According to one of them, Leda – a mortal queen, wife of the king of Sparta Tyndareus – was in the forest when Zeus spotted her and wanted to make love to her (or rape her). He transformed himself into a swan and landed next to her. They started playing and he seduced her. On the same night she also lay with her husband.

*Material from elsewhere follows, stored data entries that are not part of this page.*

//! Review schemas.

use chrono::{DateTime, Utc};
use serde::{Deserialize, Serialize};

use crate::types::{BookId, Rating, ReviewId};

/// The reviewing user as nested in a review.
#[derive(Debug, Clone, PartialEq, Eq, Serialize, Deserialize)]
pub struct Reviewer {
    /// Login name shown next to the review.
    pub username: String,
}

/// A published review.
#[derive(Debug, Clone, PartialEq, Eq, Serialize, Deserialize)]
pub struct Review {
    /// Backend ID.
    pub id: ReviewId,
    /// Author of the review.
    pub user: Reviewer,
    /// Star rating.
    pub rating: Rating,
    /// Free-text comment, may be empty.
    #[serde(default)]
    pub comment: String,
    /// Publication timestamp.
    pub created_at: DateTime<Utc>,
}

/// Body of `POST /reviews/`.
#[derive(Debug, Clone, PartialEq, Eq, Serialize, Deserialize)]
pub struct NewReview {
    /// Reviewed book.
    pub book_id: BookId,
    /// Star rating.
    pub rating: Rating,
    /// Free-text comment.
    pub comment: String,
}
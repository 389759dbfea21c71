//! Command-line arguments and their mapping onto storefront commands.

use bookshelf_client::api::{BookFilters, BookOrdering};
use bookshelf_client::views::{AccountCommand, CartCommand, CatalogCommand, Command, DetailCommand, ReviewInput};
use bookshelf_core::{AuthorId, BookId, Credentials, Registration};
use clap::{Parser, Subcommand};
use rust_decimal::Decimal;

#[derive(Debug, Parser)]
#[command(name = "bookshelf")]
#[command(author, version, about = "Bookshelf terminal storefront")]
pub struct Cli {
    /// Log debug output to stderr
    #[arg(short, long, global = true)]
    pub verbose: bool,

    #[command(subcommand)]
    pub command: Commands,
}

#[derive(Debug, Subcommand)]
pub enum Commands {
    /// Browse the catalog
    Books {
        /// Search titles, descriptions and authors
        #[arg(short, long)]
        search: Option<String>,

        /// Only books by this author id
        #[arg(short, long)]
        author: Option<AuthorId>,

        /// Sort order (title, -title, price, -price, newest, oldest)
        #[arg(short, long, allow_hyphen_values = true)]
        ordering: Option<BookOrdering>,

        /// Lowest price
        #[arg(long)]
        min_price: Option<Decimal>,

        /// Highest price
        #[arg(long)]
        max_price: Option<Decimal>,

        /// Page number, starting at 1
        #[arg(short, long)]
        page: Option<u32>,
    },
    /// Show a book with its reviews
    Book {
        id: BookId,
    },
    /// List authors
    Authors,
    /// Review a book
    Review {
        book_id: BookId,

        /// Stars from 1 to 5
        #[arg(short, long, allow_negative_numbers = true)]
        rating: i64,

        #[arg(short, long, default_value = "")]
        comment: String,
    },
    /// Show or change the cart
    Cart {
        #[command(subcommand)]
        action: Option<CartAction>,
    },
    /// Place an order for the cart
    Checkout,
    /// Show order history
    Orders,
    /// Log in
    Login {
        #[arg(short, long)]
        username: String,

        #[arg(short, long, env = "BOOKSHELF_PASSWORD", hide_env_values = true)]
        password: String,
    },
    /// Create an account
    Register {
        #[arg(short, long)]
        username: String,

        #[arg(short, long)]
        email: String,

        #[arg(long, default_value = "")]
        first_name: String,

        #[arg(long, default_value = "")]
        last_name: String,

        #[arg(short, long, env = "BOOKSHELF_PASSWORD", hide_env_values = true)]
        password: String,

        #[arg(long, env = "BOOKSHELF_PASSWORD_CONFIRM", hide_env_values = true)]
        password_confirm: String,
    },
    /// Log out
    Logout,
    /// Show the logged-in user
    Whoami,
}

#[derive(Debug, Subcommand)]
pub enum CartAction {
    /// Show the cart
    Show,
    /// Add one copy of a book
    Add { book_id: BookId },
    /// Increase the quantity at a position
    Inc { position: usize },
    /// Decrease the quantity at a position
    Dec { position: usize },
    /// Remove the item at a position
    Remove { position: usize },
    /// Empty the cart
    Clear,
}

impl Commands {
    /// The storefront command this invocation runs.
    #[must_use]
    pub fn into_command(self) -> Command {
        match self {
            Self::Books {
                search,
                author,
                ordering,
                min_price,
                max_price,
                page,
            } => Command::Catalog(CatalogCommand::Browse(BookFilters {
                search,
                author,
                ordering,
                price_min: min_price,
                price_max: max_price,
                page,
            })),
            Self::Book { id } => Command::Book(DetailCommand::Show(id)),
            Self::Authors => Command::Authors,
            Self::Review {
                book_id,
                rating,
                comment,
            } => Command::Book(DetailCommand::Review(ReviewInput {
                book_id,
                rating,
                comment,
            })),
            Self::Cart { action } => match action.unwrap_or(CartAction::Show) {
                CartAction::Show => Command::Cart(CartCommand::Show),
                CartAction::Add { book_id } => Command::Book(DetailCommand::AddToCart(book_id)),
                CartAction::Inc { position } => Command::Cart(CartCommand::Increment(position)),
                CartAction::Dec { position } => Command::Cart(CartCommand::Decrement(position)),
                CartAction::Remove { position } => Command::Cart(CartCommand::Remove(position)),
                CartAction::Clear => Command::Cart(CartCommand::Clear),
            },
            Self::Checkout => Command::Cart(CartCommand::Checkout),
            Self::Orders => Command::Orders,
            Self::Login { username, password } => {
                Command::Account(AccountCommand::Login(Credentials { username, password }))
            }
            Self::Register {
                username,
                email,
                first_name,
                last_name,
                password,
                password_confirm,
            } => Command::Account(AccountCommand::Register(Registration {
                username,
                email,
                first_name,
                last_name,
                password,
                password_confirm,
            })),
            Self::Logout => Command::Account(AccountCommand::Logout),
            Self::Whoami => Command::Account(AccountCommand::Whoami),
        }
    }
}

As a result, Leda ‘hatched’ two eggs, from one egg she bore the twins Castor and Pollux (Polydeuces), the fomer being the son of Tyndareus and mortal, and the other being the son of Zeus and therefore immortal. They are known as the Gemini (‘Twins’), the famous constellation, star sign. Through their love for each other, they both eventually became the immortal-mortals.
From the other egg she bore Clytemnestra, famous for becoming the wife of king Agamemnon, and Helen of Troy. No more is needed to say about the importance of these two women in the narrative of the dawn of the western civilization.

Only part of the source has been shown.